Aim of the exercise: Would you copy all lines in the data that contain the word "ContentType"?

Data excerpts
==============================

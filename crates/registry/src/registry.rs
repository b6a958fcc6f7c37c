//! The AuthCoin registry aggregate.
//!
//! One value owns every piece of mutable state: the content-type to verifier
//! table, the identity records and the sessions. Each public mutation
//! validates everything it needs against the current state first and only
//! then writes, so a rejected call never leaves partial state behind.

use crate::error::{ReferenceKind, RegistryError, RegistryResult};
use crate::events::RegistryEvent;
use crate::records::{
    ChallengeRecord, ChallengeResponseRecord, ChallengeSignatureRecord, EntityIdentityRecord,
};
use crate::requests::{ChallengeRequest, EirRequest, ResponseRequest, SignatureRecordRequest};
use crate::vae::ValidationAuthenticationEntry;
use authcoin_core::{AccountId, ContentType, EirId, SessionId};
use authcoin_crypto::{eir_id, SharedVerifier};
use std::collections::HashMap;
use tracing::{debug, info, warn};

/// Result of a revocation attempt.
///
/// A bad revocation signature is not an error: the call succeeds and the
/// identity stays active.
#[derive(Debug, Clone, Copy, PartialEq, Eq)]
pub enum RevocationOutcome {
    Revoked,
    AlreadyRevoked,
    SignatureRejected,
}

#[derive(Debug, Clone)]
pub struct Registry {
    owner: AccountId,
    verifiers: HashMap<ContentType, SharedVerifier>,
    /// Every verifier registration in call order, duplicates included
    verifier_types: Vec<ContentType>,
    eirs: HashMap<EirId, EntityIdentityRecord>,
    vaes: HashMap<SessionId, ValidationAuthenticationEntry>,
    sessions_by_eir: HashMap<EirId, Vec<SessionId>>,
    events: Vec<RegistryEvent>,
}

impl Registry {
    pub fn new(owner: AccountId) -> Self {
        Self {
            owner,
            verifiers: HashMap::new(),
            verifier_types: Vec::new(),
            eirs: HashMap::new(),
            vaes: HashMap::new(),
            sessions_by_eir: HashMap::new(),
            events: Vec::new(),
        }
    }

    pub fn owner(&self) -> &AccountId {
        &self.owner
    }

    fn emit(&mut self, event: RegistryEvent) {
        debug!(event = event.name(), "Registry event emitted");
        self.events.push(event);
    }

    /// Events emitted so far, oldest first.
    pub fn events(&self) -> &[RegistryEvent] {
        &self.events
    }

    /// Drain the event log.
    pub fn take_events(&mut self) -> Vec<RegistryEvent> {
        std::mem::take(&mut self.events)
    }

    /// Remove and return the events emitted after the first `mark`.
    pub(crate) fn drain_events_since(&mut self, mark: usize) -> Vec<RegistryEvent> {
        self.events.split_off(mark.min(self.events.len()))
    }

    // ---------------------------------------------------------------------
    // Signature verifiers
    // ---------------------------------------------------------------------

    /// Bind `verifier` to `content_type`. Owner only; last write wins.
    pub fn register_signature_verifier(
        &mut self,
        caller: &AccountId,
        verifier: SharedVerifier,
        content_type: ContentType,
    ) -> RegistryResult<()> {
        if caller != &self.owner {
            warn!(
                caller = %caller,
                content_type = %content_type.label(),
                "Verifier registration denied"
            );
            return Err(RegistryError::AccessDenied {
                caller: caller.clone(),
            });
        }

        let scheme = verifier.scheme();
        if let Some(previous) = self.verifiers.insert(content_type, verifier) {
            info!(
                content_type = %content_type.label(),
                previous = previous.scheme(),
                scheme,
                "Signature verifier replaced"
            );
        } else {
            info!(
                content_type = %content_type.label(),
                scheme,
                "Signature verifier registered"
            );
        }
        self.verifier_types.push(content_type);
        self.emit(RegistryEvent::SignatureVerifierRegistered {
            content_type,
            scheme: scheme.to_string(),
        });
        Ok(())
    }

    pub fn get_signature_verifier(&self, content_type: &ContentType) -> Option<SharedVerifier> {
        self.verifiers.get(content_type).cloned()
    }

    pub fn get_signature_verifier_types(&self) -> &[ContentType] {
        &self.verifier_types
    }

    fn resolve_verifier(&self, content_type: &ContentType) -> RegistryResult<SharedVerifier> {
        self.get_signature_verifier(content_type).ok_or_else(|| {
            RegistryError::VerificationError(format!(
                "no signature verifier for content type {}",
                content_type.label()
            ))
        })
    }

    // ---------------------------------------------------------------------
    // Identity records
    // ---------------------------------------------------------------------

    /// Register a self-signed identity and return its id.
    pub fn register_eir(&mut self, request: EirRequest) -> RegistryResult<EirId> {
        let content_type = request.content_type;
        let result = self.insert_eir(request);
        match &result {
            Ok(id) => info!(eir_id = %id, content_type = %content_type.label(), "EIR registered"),
            Err(e) => warn!(
                content_type = %content_type.label(),
                error = %e,
                "EIR registration rejected"
            ),
        }
        result
    }

    fn insert_eir(&mut self, request: EirRequest) -> RegistryResult<EirId> {
        let scheme = self.resolve_verifier(&request.content_type)?;

        let id = eir_id(&request.content);
        if self.eirs.contains_key(&id) {
            return Err(RegistryError::duplicate(ReferenceKind::Eir, id));
        }

        let record = EntityIdentityRecord::verify_new(request, scheme.as_ref())?;
        let content_type = *record.content_type();
        self.eirs.insert(id, record);
        self.emit(RegistryEvent::NewEir { id, content_type });
        Ok(id)
    }

    pub fn get_eir(&self, id: &EirId) -> Option<&EntityIdentityRecord> {
        self.eirs.get(id)
    }

    /// Look an identity up by its key material.
    pub fn get_eir_by_content(&self, content: &[u8]) -> Option<&EntityIdentityRecord> {
        self.eirs.get(&eir_id(content))
    }

    pub fn get_eir_count(&self) -> usize {
        self.eirs.len()
    }

    /// Revoke an identity with a signature from its own key.
    ///
    /// Only an unknown id is an error. A rejected signature leaves the
    /// identity untouched and reports [`RevocationOutcome::SignatureRejected`].
    pub fn revoke_eir(&mut self, id: &EirId, signature: &[u8]) -> RegistryResult<RevocationOutcome> {
        let record = self
            .eirs
            .get(id)
            .ok_or_else(|| RegistryError::unknown(ReferenceKind::Eir, id))?;

        if record.is_revoked() {
            debug!(eir_id = %id, "EIR already revoked");
            return Ok(RevocationOutcome::AlreadyRevoked);
        }

        let accepted = self
            .get_signature_verifier(record.content_type())
            .is_some_and(|scheme| record.accepts_revocation(signature, scheme.as_ref()));
        if !accepted {
            warn!(eir_id = %id, "Revocation signature rejected; identity unchanged");
            return Ok(RevocationOutcome::SignatureRejected);
        }

        if let Some(record) = self.eirs.get_mut(id) {
            record.mark_revoked();
        }
        info!(eir_id = %id, "EIR revoked");
        self.emit(RegistryEvent::EirRevoked { id: *id });
        Ok(RevocationOutcome::Revoked)
    }

    fn active_eir(&self, id: &EirId) -> RegistryResult<&EntityIdentityRecord> {
        let record = self
            .eirs
            .get(id)
            .ok_or_else(|| RegistryError::unknown(ReferenceKind::Eir, id))?;
        if record.is_revoked() {
            return Err(RegistryError::RevokedIdentity { id: *id });
        }
        Ok(record)
    }

    // ---------------------------------------------------------------------
    // Handshake
    // ---------------------------------------------------------------------

    /// Register a challenge, creating the session on its first challenge.
    pub fn register_challenge_record(
        &mut self,
        caller: &AccountId,
        request: ChallengeRequest,
    ) -> RegistryResult<()> {
        let session_id = request.session_id;
        let challenge_id = request.challenge_id;
        self.insert_challenge_record(caller, request)
            .inspect(|_| {
                info!(session_id = %session_id, challenge_id = %challenge_id, "Challenge registered")
            })
            .inspect_err(|e| {
                warn!(
                    session_id = %session_id,
                    challenge_id = %challenge_id,
                    error = %e,
                    "Challenge rejected"
                )
            })
    }

    fn insert_challenge_record(
        &mut self,
        caller: &AccountId,
        request: ChallengeRequest,
    ) -> RegistryResult<()> {
        let verifier = self.active_eir(&request.verifier_eir)?;
        self.active_eir(&request.target_eir)?;
        let scheme = self.resolve_verifier(verifier.content_type())?;
        let record = ChallengeRecord::verify_new(request, verifier, scheme.as_ref())?;

        let session_id = *record.session_id();
        let challenge_id = *record.challenge_id();

        if let Some(vae) = self.vaes.get_mut(&session_id) {
            vae.add_challenge_record(record)?;
        } else {
            let mut vae = ValidationAuthenticationEntry::new(session_id, caller.clone());
            vae.add_challenge_record(record)?;
            if let Some((a, b)) = vae.participants() {
                self.sessions_by_eir.entry(a).or_default().push(session_id);
                self.sessions_by_eir.entry(b).or_default().push(session_id);
            }
            self.vaes.insert(session_id, vae);
            info!(session_id = %session_id, creator = %caller, "VAE created");
            self.emit(RegistryEvent::NewVae { session_id });
        }

        self.emit(RegistryEvent::NewChallengeRecord {
            session_id,
            challenge_id,
        });
        Ok(())
    }

    /// Register the target's response to a challenge.
    pub fn register_challenge_response(&mut self, request: ResponseRequest) -> RegistryResult<()> {
        let session_id = request.session_id;
        let challenge_id = request.challenge_id;
        self.insert_challenge_response(request)
            .inspect(|_| {
                info!(session_id = %session_id, challenge_id = %challenge_id, "Challenge response registered")
            })
            .inspect_err(|e| {
                warn!(
                    session_id = %session_id,
                    challenge_id = %challenge_id,
                    error = %e,
                    "Challenge response rejected"
                )
            })
    }

    fn insert_challenge_response(&mut self, request: ResponseRequest) -> RegistryResult<()> {
        let session_id = request.session_id;
        let challenge_id = request.challenge_id;

        let vae = self
            .vaes
            .get(&session_id)
            .ok_or_else(|| RegistryError::unknown(ReferenceKind::Session, session_id))?;
        let challenge = vae
            .challenge(&challenge_id)
            .ok_or_else(|| RegistryError::unknown(ReferenceKind::Challenge, challenge_id))?;

        let target = self.active_eir(challenge.target_eir())?;
        let scheme = self.resolve_verifier(target.content_type())?;
        let record = ChallengeResponseRecord::verify_new(request, target, scheme.as_ref())?;

        self.vaes
            .get_mut(&session_id)
            .ok_or_else(|| RegistryError::unknown(ReferenceKind::Session, session_id))?
            .add_challenge_response(record)?;

        self.emit(RegistryEvent::NewChallengeResponse {
            session_id,
            challenge_id,
        });
        Ok(())
    }

    /// Register the verifier's verdict on a response.
    pub fn register_signature_record(
        &mut self,
        request: SignatureRecordRequest,
    ) -> RegistryResult<()> {
        let session_id = request.session_id;
        let challenge_id = request.challenge_id;
        self.insert_signature_record(request)
            .inspect(|_| {
                info!(session_id = %session_id, challenge_id = %challenge_id, "Signature record registered")
            })
            .inspect_err(|e| {
                warn!(
                    session_id = %session_id,
                    challenge_id = %challenge_id,
                    error = %e,
                    "Signature record rejected"
                )
            })
    }

    fn insert_signature_record(&mut self, request: SignatureRecordRequest) -> RegistryResult<()> {
        let session_id = request.session_id;
        let challenge_id = request.challenge_id;
        let value = request.value;
        let verdict = request.verdict;

        let vae = self
            .vaes
            .get(&session_id)
            .ok_or_else(|| RegistryError::unknown(ReferenceKind::Session, session_id))?;
        let challenge = vae
            .challenge(&challenge_id)
            .ok_or_else(|| RegistryError::unknown(ReferenceKind::Challenge, challenge_id))?;

        let verifier = self.active_eir(challenge.verifier_eir())?;
        let scheme = self.resolve_verifier(verifier.content_type())?;
        let record = ChallengeSignatureRecord::verify_new(request, verifier, scheme.as_ref())?;

        self.vaes
            .get_mut(&session_id)
            .ok_or_else(|| RegistryError::unknown(ReferenceKind::Session, session_id))?
            .add_challenge_signature(record)?;

        self.emit(RegistryEvent::NewChallengeSignature {
            session_id,
            challenge_id,
            value,
            verdict,
        });
        Ok(())
    }

    // ---------------------------------------------------------------------
    // Sessions
    // ---------------------------------------------------------------------

    pub fn get_vae(&self, session_id: &SessionId) -> Option<&ValidationAuthenticationEntry> {
        self.vaes.get(session_id)
    }

    pub fn get_vae_count(&self) -> usize {
        self.vaes.len()
    }

    /// Sessions an identity participates in, in creation order.
    pub fn get_vae_array_by_eir_id(&self, eir: &EirId) -> &[SessionId] {
        self.sessions_by_eir
            .get(eir)
            .map(Vec::as_slice)
            .unwrap_or_default()
    }
}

==============================

Solution:
use authcoin_core::{AccountId, ContentType, EirId, SessionId};
    verifiers: HashMap<ContentType, SharedVerifier>,
    verifier_types: Vec<ContentType>,
        content_type: ContentType,
    pub fn get_signature_verifier(&self, content_type: &ContentType) -> Option<SharedVerifier> {
    pub fn get_signature_verifier_types(&self) -> &[ContentType] {
    fn resolve_verifier(&self, content_type: &ContentType) -> RegistryResult<SharedVerifier> {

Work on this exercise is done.